- [What the task requires]: Working line by line, output the entries below exactly as they appear.

━━━━━ Input records ━━━━━

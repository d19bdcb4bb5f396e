//! Domain types used throughout the pipeline.
//!
//! This module defines:
//!
//! - the group tag and canonical case rows (`Group`, `CaseRecord`)
//! - indicator outputs (`IndicatorRow`)
//! - the EPG risk bands and their threshold constants (`RiskBand`, `EPG_*`)

pub mod types;

pub use types::*;
//! Indicator engine.
//!
//! Responsibilities:
//!
//! - trailing-window primitives (`rolling`)
//! - rho / ia_14 / EPG formulas for one area's series (`epg`)
//! - partitioning a combined table by (group, area) and computing all
//!   partitions in parallel (`engine`)

pub mod engine;
pub mod epg;
pub mod rolling;

pub use engine::*;
pub use epg::*;
pub use rolling::*;
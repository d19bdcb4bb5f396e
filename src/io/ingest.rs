//! Raw CSV ingest.
//!
//! This module only turns a source file into a `RawTable` (headers + string
//! cells + line numbers). It knows nothing about dates, areas or counts; that
//! is the normalizer's job, driven by the source's `SourceConfig`.

use std::fs::File;
use std::io::Read;
use std::path::Path;

use crate::error::PipelineError;

/// One raw data row, with its 1-based line number in the source file.
#[derive(Debug, Clone, PartialEq, Eq)]
pub struct RawRow {
    pub line: usize,
    pub values: Vec<String>,
}

/// A source-specific table of raw string cells.
#[derive(Debug, Clone, PartialEq, Eq)]
pub struct RawTable {
    /// Name used in error messages (usually the group tag).
    pub source: String,
    pub headers: Vec<String>,
    pub rows: Vec<RawRow>,
}

impl RawTable {
    /// Build an in-memory table. Rows are numbered as if they followed a header line.
    pub fn new(source: impl Into<String>, headers: &[&str], rows: Vec<Vec<String>>) -> Self {
        Self {
            source: source.into(),
            headers: headers.iter().map(|h| h.to_string()).collect(),
            rows: rows
                .into_iter()
                .enumerate()
                .map(|(idx, values)| RawRow { line: idx + 2, values })
                .collect(),
        }
    }

    pub fn is_empty(&self) -> bool {
        self.rows.is_empty()
    }

    /// Index of a column by name. Matching ignores case, surrounding
    /// whitespace and a UTF-8 BOM.
    pub fn column(&self, name: &str) -> Option<usize> {
        let wanted = normalize_header_name(name);
        self.headers
            .iter()
            .position(|h| normalize_header_name(h) == wanted)
    }

    /// Trimmed cell value, `None` when the cell is missing or blank.
    pub fn cell<'a>(&self, row: &'a RawRow, idx: usize) -> Option<&'a str> {
        row.values.get(idx).map(|s| s.trim()).filter(|s| !s.is_empty())
    }
}

/// Read a raw CSV file.
pub fn read_raw_csv(path: &Path, source: &str) -> Result<RawTable, PipelineError> {
    let file = File::open(path).map_err(|e| PipelineError::io(path, e))?;
    let table = read_raw_from_reader(file, source)?;
    tracing::debug!(
        source,
        path = %path.display(),
        rows = table.rows.len(),
        columns = table.headers.len(),
        "read raw CSV"
    );
    Ok(table)
}

/// Read a raw CSV table from any reader.
///
/// A record the CSV parser rejects is fatal for the whole source.
pub fn read_raw_from_reader<R: Read>(reader: R, source: &str) -> Result<RawTable, PipelineError> {
    let mut reader = csv::ReaderBuilder::new()
        .flexible(true)
        .trim(csv::Trim::All)
        .from_reader(reader);

    let headers: Vec<String> = reader
        .headers()
        .map_err(|e| PipelineError::malformed(source, 1, format!("failed to read CSV headers: {e}")))?
        .iter()
        .map(str::to_string)
        .collect();

    let mut rows = Vec::new();
    for (idx, result) in reader.records().enumerate() {
        // +2: records() starts after the header, and lines are 1-based.
        let line = idx + 2;
        let record = result.map_err(|e| PipelineError::malformed(source, line, format!("CSV parse error: {e}")))?;
        rows.push(RawRow {
            line,
            values: record.iter().map(str::to_string).collect(),
        });
    }

    Ok(RawTable {
        source: source.to_string(),
        headers,
        rows,
    })
}

fn normalize_header_name(name: &str) -> String {
    // Spreadsheet exports sometimes prefix the first header with a BOM.
    let name = name.trim().trim_start_matches('\u{feff}').trim();
    name.to_lowercase()
}

#[cfg(test)]
mod tests {
    use super::*;

    #[test]
    fn reads_headers_and_numbers_lines() {
        let data = "\u{feff}Date,Area,Cases\n2020-06-01,A,3\n2020-06-02,A,4\n";
        let table = read_raw_from_reader(data.as_bytes(), "test").unwrap();
        assert_eq!(table.rows.len(), 2);
        assert_eq!(table.column("date"), Some(0));
        assert_eq!(table.column(" CASES "), Some(2));
        assert_eq!(table.rows[1].line, 3);
        assert_eq!(table.cell(&table.rows[0], 1), Some("A"));
    }

    #[test]
    fn header_lookup_handles_greek_case() {
        let table = RawTable::new("test", &["county", "Πληθυσμός "], vec![]);
        assert_eq!(table.column("πληθυσμός"), Some(1));
    }

    #[test]
    fn blank_and_missing_cells_are_none() {
        let table = RawTable::new("test", &["a", "b", "c"], vec![vec!["1".into(), "  ".into()]]);
        let row = &table.rows[0];
        assert_eq!(table.cell(row, 0), Some("1"));
        assert_eq!(table.cell(row, 1), None);
        assert_eq!(table.cell(row, 2), None);
    }

    #[test]
    fn header_only_file_is_empty() {
        let table = read_raw_from_reader("a,b\n".as_bytes(), "test").unwrap();
        assert!(table.is_empty());
    }
}
use std::process::ExitCode;

fn main() -> ExitCode {
    match epg_monitor::app::run() {
        Ok(()) => ExitCode::SUCCESS,
        Err(err) => {
            eprintln!("{err}");
            ExitCode::from(err.exit_code())
        }
    }
}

━━━━━

- [Written answer]:
repository d19bdcb4bb5f396e
//! Domain types used throughout the pipeline.
//!
//! This module defines:
//!
//! - the group tag and canonical case rows (`Group`, `CaseRecord`)
//! - indicator outputs (`IndicatorRow`)
//! - the EPG risk bands and their threshold constants (`RiskBand`, `EPG_*`)

pub mod types;

pub use types::*;
//! Indicator engine.
//!
//! Responsibilities:
//!
//! - trailing-window primitives (`rolling`)
//! - rho / ia_14 / EPG formulas for one area's series (`epg`)
//! - partitioning a combined table by (group, area) and computing all
//!   partitions in parallel (`engine`)

pub mod engine;
pub mod epg;
pub mod rolling;

pub use engine::*;
pub use epg::*;
pub use rolling::*;
repository d19bdcb4bb5f396e
filename src/io/ingest.rs
//! Raw CSV ingest.
//!
//! This module only turns a source file into a `RawTable` (headers + string
//! cells + line numbers). It knows nothing about dates, areas or counts; that
//! is the normalizer's job, driven by the source's `SourceConfig`.

use std::fs::File;
use std::io::Read;
use std::path::Path;

use crate::error::PipelineError;

/// One raw data row, with its 1-based line number in the source file.
#[derive(Debug, Clone, PartialEq, Eq)]
pub struct RawRow {
    pub line: usize,
    pub values: Vec<String>,
}

/// A source-specific table of raw string cells.
#[derive(Debug, Clone, PartialEq, Eq)]
pub struct RawTable {
    /// Name used in error messages (usually the group tag).
    pub source: String,
    pub headers: Vec<String>,
    pub rows: Vec<RawRow>,
}

impl RawTable {
    /// Build an in-memory table. Rows are numbered as if they followed a header line.
    pub fn new(source: impl Into<String>, headers: &[&str], rows: Vec<Vec<String>>) -> Self {
        Self {
            source: source.into(),
            headers: headers.iter().map(|h| h.to_string()).collect(),
            rows: rows
                .into_iter()
                .enumerate()
                .map(|(idx, values)| RawRow { line: idx + 2, values })
                .collect(),
        }
    }

    pub fn is_empty(&self) -> bool {
        self.rows.is_empty()
    }

    /// Index of a column by name. Matching ignores case, surrounding
    /// whitespace and a UTF-8 BOM.
    pub fn column(&self, name: &str) -> Option<usize> {
        let wanted = normalize_header_name(name);
        self.headers
            .iter()
            .position(|h| normalize_header_name(h) == wanted)
    }

    /// Trimmed cell value, `None` when the cell is missing or blank.
    pub fn cell<'a>(&self, row: &'a RawRow, idx: usize) -> Option<&'a str> {
        row.values.get(idx).map(|s| s.trim()).filter(|s| !s.is_empty())
    }
}

/// Read a raw CSV file.
pub fn read_raw_csv(path: &Path, source: &str) -> Result<RawTable, PipelineError> {
    let file = File::open(path).map_err(|e| PipelineError::io(path, e))?;
    let table = read_raw_from_reader(file, source)?;
    tracing::debug!(
        source,
        path = %path.display(),
        rows = table.rows.len(),
        columns = table.headers.len(),
        "read raw CSV"
    );
    Ok(table)
}

/// Read a raw CSV table from any reader.
///
/// A record the CSV parser rejects is fatal for the whole source.
pub fn read_raw_from_reader<R: Read>(reader: R, source: &str) -> Result<RawTable, PipelineError> {
    let mut reader = csv::ReaderBuilder::new()
        .flexible(true)
        .trim(csv::Trim::All)
        .from_reader(reader);

    let headers: Vec<String> = reader
        .headers()
        .map_err(|e| PipelineError::malformed(source, 1, format!("failed to read CSV headers: {e}")))?
        .iter()
        .map(str::to_string)
        .collect();

    let mut rows = Vec::new();
    for (idx, result) in reader.records().enumerate() {
        // +2: records() starts after the header, and lines are 1-based.
        let line = idx + 2;
        let record = result.map_err(|e| PipelineError::malformed(source, line, format!("CSV parse error: {e}")))?;
        rows.push(RawRow {
            line,
            values: record.iter().map(str::to_string).collect(),
        });
    }

    Ok(RawTable {
        source: source.to_string(),
        headers,
        rows,
    })
}

fn normalize_header_name(name: &str) -> String {
    // Spreadsheet exports sometimes prefix the first header with a BOM.
    let name = name.trim().trim_start_matches('\u{feff}').trim();
    name.to_lowercase()
}

#[cfg(test)]
mod tests {
    use super::*;

    #[test]
    fn reads_headers_and_numbers_lines() {
        let data = "\u{feff}Date,Area,Cases\n2020-06-01,A,3\n2020-06-02,A,4\n";
        let table = read_raw_from_reader(data.as_bytes(), "test").unwrap();
        assert_eq!(table.rows.len(), 2);
        assert_eq!(table.column("date"), Some(0));
        assert_eq!(table.column(" CASES "), Some(2));
        assert_eq!(table.rows[1].line, 3);
        assert_eq!(table.cell(&table.rows[0], 1), Some("A"));
    }

    #[test]
    fn header_lookup_handles_greek_case() {
        let table = RawTable::new("test", &["county", "Πληθυσμός "], vec![]);
        assert_eq!(table.column("πληθυσμός"), Some(1));
    }

    #[test]
    fn blank_and_missing_cells_are_none() {
        let table = RawTable::new("test", &["a", "b", "c"], vec![vec!["1".into(), "  ".into()]]);
        let row = &table.rows[0];
        assert_eq!(table.cell(row, 0), Some("1"));
        assert_eq!(table.cell(row, 1), None);
        assert_eq!(table.cell(row, 2), None);
    }

    #[test]
    fn header_only_file_is_empty() {
        let table = read_raw_from_reader("a,b\n".as_bytes(), "test").unwrap();
        assert!(table.is_empty());
    }
}
use std::process::ExitCode;

fn main() -> ExitCode {
    match epg_monitor::app::run() {
        Ok(()) => ExitCode::SUCCESS,
        Err(err) => {
            eprintln!("{err}");
            ExitCode::from(err.exit_code())
        }
    }
}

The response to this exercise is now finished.